LABORATORIO TEATRALE - Presentato alle autorità il progetto nella casa Circondariale di Ferrara
L'arte del teatro, esperienza di vita e di futura liberà
21-07-2010 / Giorno per giorno
Pubblichiamo l'intervento del regista Horacio Czertok (responsabile Laboratorio Teatrale) alla presentazione, avvenuta ieri mattina 20 luglio, delle prove dello spettacolo teatrale con detenuti della Casa Circondariale di Ferrara. Alla performance proposta nella palestra della struttura detentiva cittadina hanno partecipato molte autorità tra cui il prefetto Provvidenza Raimondo, il sindaco Tiziano Tagliani, i Comandanti di Carabinieri e Guardia di Finanza, l'assessore comunale ai Servizi alla Persona Chiara Sapigni, il direttore del Carcere Francesco Cacciola e altri rappresentanti di enti e associazioni.
"Prima di tutto, benvenuti al laboratorio teatrale della casa circondariale di Ferrara.
Spettacolo o prova
Abbiamo voluto condividere con voi il lavoro che stiamo facendo sul "Woyzeck", un dramma dello scrittore tedesco Georg Buchner. Non uno spettacolo, che sarà pronto per l'autunno, ma una prova.
Prova e spettacolo
Nel lavoro del teatro la ricerca e le prove sono più ricchi che lo spettacolo che si riesce infine a produrre. Questo perché le regole dello spettacolo sono diverse da quelle del laboratorio. Lo spettacolo è una macchina in cui tutto si deve tenere, con degli automatismi e delle logiche proprie che lo spettatore deve poter essere in grado di condividere. Ciò impone sacrifici, e frammenti, a volte intere scene e persino dei personaggi devono scomparire perché lo impone la logica dello spettacolo.

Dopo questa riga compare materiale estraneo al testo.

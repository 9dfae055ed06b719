//! Pure derived-view selectors.
//!
//! Free functions over entity slices, shared by the store's query methods
//! and the client hooks so both compute projections the same way.

use hearth_shared::{
    Event, FamilyId, FriendRequest, Friendship, RequestStatus, Task, TaskStatus, UserId,
    WishlistItem,
};

/// Split a family's tasks into the main list (active and completed, still
/// visible) and the archive.
pub fn split_tasks(tasks: &[Task], family_id: &FamilyId) -> (Vec<Task>, Vec<Task>) {
    let mut active = Vec::new();
    let mut archived = Vec::new();
    for task in tasks.iter().filter(|t| &t.family_id == family_id) {
        match task.status {
            TaskStatus::Active | TaskStatus::Completed => active.push(task.clone()),
            TaskStatus::Archived => archived.push(task.clone()),
        }
    }
    (active, archived)
}

/// Events the user is involved in: as creator, invitee, or participant.
pub fn events_involving(events: &[Event], user_id: &UserId) -> Vec<Event> {
    events
        .iter()
        .filter(|e| {
            e.created_by == *user_id
                || e.invited_users.contains(user_id)
                || e.participants.iter().any(|p| &p.user_id == user_id)
        })
        .cloned()
        .collect()
}

/// Ids on the far side of a user's outgoing friendship edges.
pub fn friend_ids(friendships: &[Friendship], user_id: &UserId) -> Vec<UserId> {
    friendships
        .iter()
        .filter(|f| &f.user_id == user_id)
        .map(|f| f.friend_id.clone())
        .collect()
}

/// Receivers of the user's still-pending outgoing requests. The UI uses this
/// to disable duplicate "add friend" buttons.
pub fn pending_sent_to(requests: &[FriendRequest], sender_id: &UserId) -> Vec<UserId> {
    requests
        .iter()
        .filter(|r| &r.sender_id == sender_id && r.status == RequestStatus::Pending)
        .map(|r| r.receiver_id.clone())
        .collect()
}

/// One user's wishlist as seen by `viewer`, booking identity scrubbed per
/// the anonymity rule.
pub fn wishlist_for_viewer(
    items: &[WishlistItem],
    owner_id: &UserId,
    viewer_id: &UserId,
) -> Vec<WishlistItem> {
    items
        .iter()
        .filter(|w| &w.user_id == owner_id)
        .map(|w| w.clone().anonymized_for(viewer_id))
        .collect()
}

#[cfg(test)]
mod tests {
    use super::*;
    use crate::seed;

    #[test]
    fn task_split_keeps_completed_in_main_list() {
        let data = seed::store_data();
        let (active, archived) = split_tasks(&data.tasks, &"f1".into());

        assert!(active
            .iter()
            .any(|t| t.status == TaskStatus::Completed));
        assert!(active.iter().all(|t| t.status != TaskStatus::Archived));
        assert!(archived.iter().all(|t| t.status == TaskStatus::Archived));
        assert_eq!(active.len() + archived.len(), data.tasks.len());
    }

    #[test]
    fn events_involving_covers_all_three_roles() {
        let data = seed::store_data();

        // User 1 is creator of e1, invited to e2 and e3.
        let mine = events_involving(&data.events, &"1".into());
        assert_eq!(mine.len(), 3);

        // User 2 is only a participant/invitee of e1.
        let theirs = events_involving(&data.events, &"2".into());
        assert_eq!(theirs.len(), 1);
        assert_eq!(theirs[0].id.as_str(), "e1");
    }

    #[test]
    fn friend_ids_are_directional() {
        let data = seed::store_data();
        let mut ids = friend_ids(&data.friendships, &"1".into());
        ids.sort_by(|a, b| a.as_str().cmp(b.as_str()));
        assert_eq!(ids, vec!["3".into(), "4".into(), "5".into()]);

        assert_eq!(friend_ids(&data.friendships, &"2".into()).len(), 0);
    }

    #[test]
    fn owner_never_sees_who_booked() {
        let data = seed::store_data();
        let owner: UserId = "1".into();

        let own_view = wishlist_for_viewer(&data.wishlist_items, &owner, &owner);
        let booked = own_view.iter().find(|w| w.id.as_str() == "w3").unwrap();
        assert!(booked.is_booked);
        assert!(booked.booked_by.is_none());
        assert!(booked.booked_at.is_none());

        // The booker (user 3) sees their own booking.
        let booker_view = wishlist_for_viewer(&data.wishlist_items, &owner, &"3".into());
        let booked = booker_view.iter().find(|w| w.id.as_str() == "w3").unwrap();
        assert_eq!(booked.booked_by, Some("3".into()));
    }
}
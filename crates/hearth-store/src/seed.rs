//! Fixed demo seed: the data set the store starts from on first launch and
//! falls back to when the snapshot is unusable.

use chrono::{Duration, NaiveDate, Utc};

use hearth_shared::*;

use crate::store::StoreData;

fn user(
    id: &str,
    telegram_id: i64,
    username: &str,
    first_name: &str,
    last_name: &str,
    avatar_seed: &str,
    birthday: &str,
    show_birthday: bool,
) -> User {
    User {
        id: id.into(),
        telegram_id,
        username: Some(username.to_string()),
        first_name: first_name.to_string(),
        last_name: Some(last_name.to_string()),
        avatar_url: Some(format!(
            "https://api.dicebear.com/7.x/avataaars/svg?seed={avatar_seed}"
        )),
        birthday: NaiveDate::parse_from_str(birthday, "%Y-%m-%d").ok(),
        show_birthday,
        created_at: Some(Utc::now()),
    }
}

fn users() -> Vec<User> {
    vec![
        user("1", 123456789, "ivan_ivanov", "Иван", "Иванов", "Ivan", "1990-05-15", true),
        user("2", 987654321, "maria_ivanova", "Мария", "Иванова", "Maria", "1992-08-22", true),
        user("3", 555555555, "petr_petrov", "Пётр", "Петров", "Petr", "1988-03-10", false),
        user("4", 777777777, "anna_sidorova", "Анна", "Сидорова", "Anna", "1995-12-01", true),
        user("5", 999999999, "alex_smirnov", "Александр", "Смирнов", "Alex", "1993-07-20", true),
    ]
}

fn member(id: &str, family_id: &str, user: &User, role: FamilyRole) -> FamilyMember {
    FamilyMember {
        id: id.into(),
        family_id: family_id.into(),
        user_id: user.id.clone(),
        role,
        joined_at: Utc::now(),
        user: Some(user.clone()),
    }
}

fn families(users: &[User]) -> Vec<FamilyGroup> {
    vec![
        FamilyGroup {
            id: "f1".into(),
            name: "Семья Ивановых".into(),
            created_by: "1".into(),
            created_at: Some(Utc::now()),
            members: vec![
                member("fm1", "f1", &users[0], FamilyRole::Admin),
                member("fm2", "f1", &users[1], FamilyRole::Member),
            ],
        },
        FamilyGroup {
            id: "f2".into(),
            name: "Родители".into(),
            created_by: "1".into(),
            created_at: Some(Utc::now()),
            members: vec![member("fm3", "f2", &users[0], FamilyRole::Admin)],
        },
    ]
}

fn friendship(id: &str, user_id: &str, friend_id: &str, days_ago: i64) -> Friendship {
    Friendship {
        id: id.into(),
        user_id: user_id.into(),
        friend_id: friend_id.into(),
        created_at: Utc::now() - Duration::days(days_ago),
    }
}

fn friendships() -> Vec<Friendship> {
    // Ivan is friends with Petr, Anna and Alex; each edge exists both ways.
    vec![
        friendship("fs1", "1", "3", 30),
        friendship("fs2", "3", "1", 30),
        friendship("fs3", "1", "4", 14),
        friendship("fs4", "4", "1", 14),
        friendship("fs5", "1", "5", 7),
        friendship("fs6", "5", "1", 7),
    ]
}

fn friend_requests(users: &[User]) -> Vec<FriendRequest> {
    vec![FriendRequest {
        id: "fr1".into(),
        sender_id: "2".into(),
        receiver_id: "3".into(),
        status: RequestStatus::Pending,
        created_at: Utc::now(),
        sender: Some(users[1].clone()),
    }]
}

fn category(id: &str, name: &str, icon: &str, kind: TaskKind, order: u32) -> TaskCategory {
    TaskCategory {
        id: id.into(),
        name: name.to_string(),
        icon: icon.to_string(),
        kind,
        order,
    }
}

fn categories() -> Vec<TaskCategory> {
    use TaskKind::*;
    vec![
        category("c1", "Молочное", "Milk", Shopping, 1),
        category("c2", "Мясо/Рыба", "Beef", Shopping, 2),
        category("c3", "Бакалея", "Package", Shopping, 3),
        category("c4", "Овощи/Фрукты", "Apple", Shopping, 4),
        category("c5", "Напитки", "CupSoda", Shopping, 5),
        category("c6", "Хлеб/Выпечка", "Croissant", Shopping, 6),
        category("c7", "Маркетплейсы", "ShoppingBag", Shopping, 7),
        category("c8", "Аптека", "Pill", Shopping, 8),
        category("c9", "Бытовая химия", "SprayCan", Shopping, 9),
        category("c10", "Другое", "ShoppingCart", Shopping, 10),
        category("c11", "Уборка", "Home", Home, 1),
        category("c12", "Ремонт", "Hammer", Home, 2),
        category("c13", "Сад/Огород", "Trees", Home, 3),
        category("c14", "Готовка", "ChefHat", Home, 4),
        category("c15", "Другое", "House", Home, 5),
        category("c16", "Документы", "FileText", Other, 1),
        category("c17", "Звонки", "Phone", Other, 2),
        category("c18", "Встречи", "Users", Other, 3),
        category("c19", "Другое", "ListTodo", Other, 4),
    ]
}

struct TaskSeed<'a> {
    id: &'a str,
    created_by: &'a str,
    kind: TaskKind,
    category: &'a str,
    title: &'a str,
    description: Option<&'a str>,
    quantity: Option<f64>,
    unit: Option<&'a str>,
    assigned_to: &'a [&'a str],
    status: TaskStatus,
    completed_by: Option<&'a str>,
}

fn tasks() -> Vec<Task> {
    use TaskKind::*;
    use TaskStatus::*;
    let seeds = [
        TaskSeed { id: "t1", created_by: "1", kind: Shopping, category: "c1", title: "Молоко", description: Some("Желательно 3.2%"), quantity: Some(2.0), unit: Some("л"), assigned_to: &["1", "2"], status: Active, completed_by: None },
        TaskSeed { id: "t2", created_by: "2", kind: Shopping, category: "c2", title: "Куриная грудка", description: Some("Для салата Цезарь"), quantity: Some(1.0), unit: Some("кг"), assigned_to: &[], status: Active, completed_by: None },
        TaskSeed { id: "t3", created_by: "1", kind: Shopping, category: "c4", title: "Яблоки Голден", description: None, quantity: Some(5.0), unit: Some("шт"), assigned_to: &["1"], status: Completed, completed_by: Some("1") },
        TaskSeed { id: "t4", created_by: "1", kind: Home, category: "c11", title: "Помыть окна", description: Some("На кухне и в спальне"), quantity: None, unit: None, assigned_to: &["2"], status: Active, completed_by: None },
        TaskSeed { id: "t5", created_by: "2", kind: Shopping, category: "c5", title: "Сок апельсиновый", description: None, quantity: Some(1.0), unit: Some("л"), assigned_to: &[], status: Completed, completed_by: Some("2") },
        TaskSeed { id: "t6", created_by: "1", kind: Shopping, category: "c6", title: "Хлеб белый", description: None, quantity: Some(1.0), unit: Some("батон"), assigned_to: &[], status: Archived, completed_by: Some("1") },
        TaskSeed { id: "t7", created_by: "2", kind: Home, category: "c14", title: "Приготовить ужин", description: Some("Паста карбонара"), quantity: None, unit: None, assigned_to: &["2"], status: Active, completed_by: None },
        TaskSeed { id: "t8", created_by: "1", kind: Other, category: "c16", title: "Оплатить коммунальные", description: None, quantity: None, unit: None, assigned_to: &["1"], status: Active, completed_by: None },
    ];

    seeds
        .into_iter()
        .map(|s| Task {
            id: s.id.into(),
            family_id: "f1".into(),
            created_by: s.created_by.into(),
            kind: s.kind,
            category_id: Some(s.category.into()),
            title: s.title.to_string(),
            description: s.description.map(str::to_string),
            quantity: s.quantity,
            unit: s.unit.map(str::to_string),
            assigned_to: s.assigned_to.iter().map(|&u| u.into()).collect(),
            status: s.status,
            completed_at: s.completed_by.map(|_| Utc::now()),
            completed_by: s.completed_by.map(|u| u.into()),
            created_at: Utc::now() - Duration::days(1),
            updated_at: None,
        })
        .collect()
}

fn participant(id: &str, event_id: &str, user_id: &str, response: EventResponse) -> EventParticipant {
    EventParticipant {
        id: id.into(),
        event_id: event_id.into(),
        user_id: user_id.into(),
        response,
        updated_at: Utc::now(),
    }
}

fn events() -> Vec<Event> {
    use EventResponse::*;
    vec![
        Event {
            id: "e1".into(),
            created_by: "1".into(),
            title: "День рождения Маши".into(),
            description: Some("Отмечаем дома, приходите все! Будет торт и напитки.".into()),
            location: Some("Квартира Ивановых, ул. Ленина 15, кв. 42".into()),
            event_date: Utc::now() + Duration::days(7),
            image_url: None,
            invited_users: vec!["2".into(), "3".into(), "4".into(), "5".into()],
            participants: vec![
                participant("ep1", "e1", "2", Going),
                participant("ep2", "e1", "3", Pending),
                participant("ep3", "e1", "4", Going),
                participant("ep4", "e1", "5", NotGoing),
            ],
            created_at: Some(Utc::now()),
        },
        Event {
            id: "e2".into(),
            created_by: "3".into(),
            title: "Поход в кино".into(),
            description: Some("Новый фильм Marvel - \"Дэдпул и Росомаха\"".into()),
            location: Some("ТЦ Европа, кинотеатр Киномакс".into()),
            event_date: Utc::now() + Duration::days(3),
            image_url: None,
            invited_users: vec!["1".into()],
            participants: vec![participant("ep5", "e2", "1", Pending)],
            created_at: Some(Utc::now()),
        },
        Event {
            id: "e3".into(),
            created_by: "4".into(),
            title: "Пикник в парке".into(),
            description: Some("Выезд на природу, берём еду и напитки".into()),
            location: Some("Горький парк, главная аллея".into()),
            event_date: Utc::now() + Duration::days(14),
            image_url: None,
            invited_users: vec!["1".into(), "3".into()],
            participants: vec![
                participant("ep6", "e3", "1", Going),
                participant("ep7", "e3", "3", Pending),
            ],
            created_at: Some(Utc::now()),
        },
    ]
}

struct ItemSeed<'a> {
    id: &'a str,
    user_id: &'a str,
    title: &'a str,
    description: &'a str,
    link: Option<&'a str>,
    price: f64,
    booked_by: Option<&'a str>,
}

fn wishlist_items() -> Vec<WishlistItem> {
    let seeds = [
        ItemSeed { id: "w1", user_id: "1", title: "Наушники Sony WH-1000XM5", description: "Беспроводные наушники с активным шумоподавлением.", link: Some("https://market.yandex.ru/product--naushniki-sony-wh-1000xm5"), price: 35000.0, booked_by: None },
        ItemSeed { id: "w2", user_id: "1", title: "Книга \"Атомные привычки\"", description: "Джеймс Клир - Как приобретать полезные привычки", link: Some("https://www.ozon.ru/product/kniga-atomnye-privychki"), price: 800.0, booked_by: None },
        ItemSeed { id: "w3", user_id: "1", title: "Подписка на Яндекс.Плюс", description: "Годовая подписка на музыку, кино и такси", link: None, price: 2999.0, booked_by: Some("3") },
        ItemSeed { id: "w4", user_id: "2", title: "Подарочный сертификат Ozon", description: "Любая сумма, сам выберу что хочу", link: None, price: 5000.0, booked_by: Some("3") },
        ItemSeed { id: "w5", user_id: "2", title: "Набор контейнеров для хранения", description: "Стеклянные, герметичные", link: None, price: 2500.0, booked_by: None },
        ItemSeed { id: "w6", user_id: "3", title: "Футболка с принтом Star Wars", description: "Размер M, желательно чёрная", link: None, price: 1500.0, booked_by: None },
        ItemSeed { id: "w7", user_id: "4", title: "Абонемент в фитнес-клуб", description: "На 3 месяца", link: None, price: 9000.0, booked_by: None },
        ItemSeed { id: "w8", user_id: "5", title: "Умная колонка Яндекс.Станция", description: "С Алисой, для умного дома", link: None, price: 6000.0, booked_by: None },
    ];

    seeds
        .into_iter()
        .map(|s| WishlistItem {
            id: s.id.into(),
            user_id: s.user_id.into(),
            title: s.title.to_string(),
            description: Some(s.description.to_string()),
            link: s.link.map(str::to_string),
            price: Some(s.price),
            image_url: None,
            is_booked: s.booked_by.is_some(),
            booked_by: s.booked_by.map(|u| u.into()),
            booked_at: s.booked_by.map(|_| Utc::now()),
            created_at: Some(Utc::now()),
        })
        .collect()
}

pub(crate) fn store_data() -> StoreData {
    let users = users();
    let families = families(&users);
    let selected_family_id = families.first().map(|f| f.id.clone());
    StoreData {
        current_user: users[0].clone(),
        friend_requests: friend_requests(&users),
        users,
        families,
        friendships: friendships(),
        tasks: tasks(),
        categories: categories(),
        events: events(),
        wishlist_items: wishlist_items(),
        selected_family_id,
    }
}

Nel teatro in carcere però l'essenza che emerge nelle prove ha un valore particolare. Perché confrontandosi con i personaggi e con la storia che si racconta, questi attori speciali fanno dei percorsi interiori, compiono delle vere e proprie esperienze culturali, arricchiscono la materia stessa del teatro.
Perciò assistere ad una prova consente di apprezzare temi e materiali che probabilmente non ci saranno più nello spettacolo perché considerate non utili a quel fine. Per esempio proviamo tante canzoni, ognuna delle quali richiede tanta dedicazione e lavoro. Può accadere che quella che consideriamo la più bella, addirittura la più rappresentativa, non ci stia e sia quindi eliminata.

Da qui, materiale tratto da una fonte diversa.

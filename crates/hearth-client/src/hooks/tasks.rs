//! Family tasks hook.

use std::sync::Arc;

use serde::{Deserialize, Serialize};
use tokio::sync::watch;

use hearth_shared::{FamilyId, NewTask, Result, Task, TaskId, TaskPatch, UserId};
use hearth_store::select;

use crate::config::Mode;
use crate::query::{QueryCache, QueryKey};
use crate::service::DataService;

/// What the task screen renders: completed tasks stay in the main list,
/// archived ones move to the archive tab.
#[derive(Debug, Clone, Serialize, Deserialize)]
pub struct TaskView {
    pub tasks: Vec<Task>,
    pub active: Vec<Task>,
    pub archived: Vec<Task>,
}

impl TaskView {
    fn build(tasks: Vec<Task>, family_id: &FamilyId) -> Self {
        let (active, archived) = select::split_tasks(&tasks, family_id);
        Self {
            tasks,
            active,
            archived,
        }
    }
}

pub struct TasksHook {
    service: Arc<DataService>,
    cache: Arc<QueryCache>,
    family_id: FamilyId,
}

impl TasksHook {
    pub fn new(service: Arc<DataService>, cache: Arc<QueryCache>, family_id: FamilyId) -> Self {
        Self {
            service,
            cache,
            family_id,
        }
    }

    fn key(&self) -> QueryKey {
        QueryKey::Tasks(self.family_id.clone())
    }

    pub async fn tasks(&self) -> Result<TaskView> {
        let family_id = self.family_id.clone();
        self.cache
            .fetch(self.key(), async move {
                let tasks = self.service.tasks_for_family(&family_id, None).await?;
                Ok(TaskView::build(tasks, &family_id))
            })
            .await
    }

    /// Synchronous first paint straight from the store; local mode only.
    pub fn initial(&self) -> Option<TaskView> {
        match self.service.mode() {
            Mode::Local => {
                let tasks = self.service.store().tasks_for_family(&self.family_id, None);
                Some(TaskView::build(tasks, &self.family_id))
            }
            Mode::Remote => None,
        }
    }

    pub async fn create_task(&self, draft: &NewTask) -> Result<Task> {
        self.cache
            .mutate(&[self.key()], self.service.create_task(draft))
            .await
    }

    pub async fn update_task(&self, id: &TaskId, patch: &TaskPatch) -> Result<Task> {
        self.cache
            .mutate(&[self.key()], self.service.update_task(id, patch))
            .await
    }

    pub async fn complete_task(&self, id: &TaskId, actor_id: &UserId) -> Result<Task> {
        self.cache
            .mutate(&[self.key()], self.service.complete_task(id, actor_id))
            .await
    }

    pub async fn archive_task(&self, id: &TaskId) -> Result<Task> {
        self.cache
            .mutate(&[self.key()], self.service.archive_task(id))
            .await
    }

    pub async fn delete_task(&self, id: &TaskId) -> Result<()> {
        self.cache
            .mutate(&[self.key()], self.service.delete_task(id))
            .await
    }

    pub fn subscribe(&self) -> watch::Receiver<u64> {
        self.cache.subscribe(self.key())
    }
}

Abbiamo lavorato con decine di detenuti, molti dei quali non sono più qui e non saranno nello spettacolo che è comunque fatto con la loro partecipazione. Con il tempo e la conoscenza, la storia di Woyzeck, questo uomo che commette un crimine spinto da forze che non è in grado di contrastare e che viene poi punito da quelle stesse forze, è diventato un nostro oggetto comune.
perché lo facciamo
Spesso mi chiedono perché faccio teatro qui. Perché ci ostiniamo nel tenere vivo questo laboratorio
Io e Marinella Rescigno qui, e Andrea Amaducci. Oltre alla nostra paga d' attori, perché accettare questa durezza che ogni giorno il carcere ci impone a noi come a tutti quelli che sono qui a fare la loro parte.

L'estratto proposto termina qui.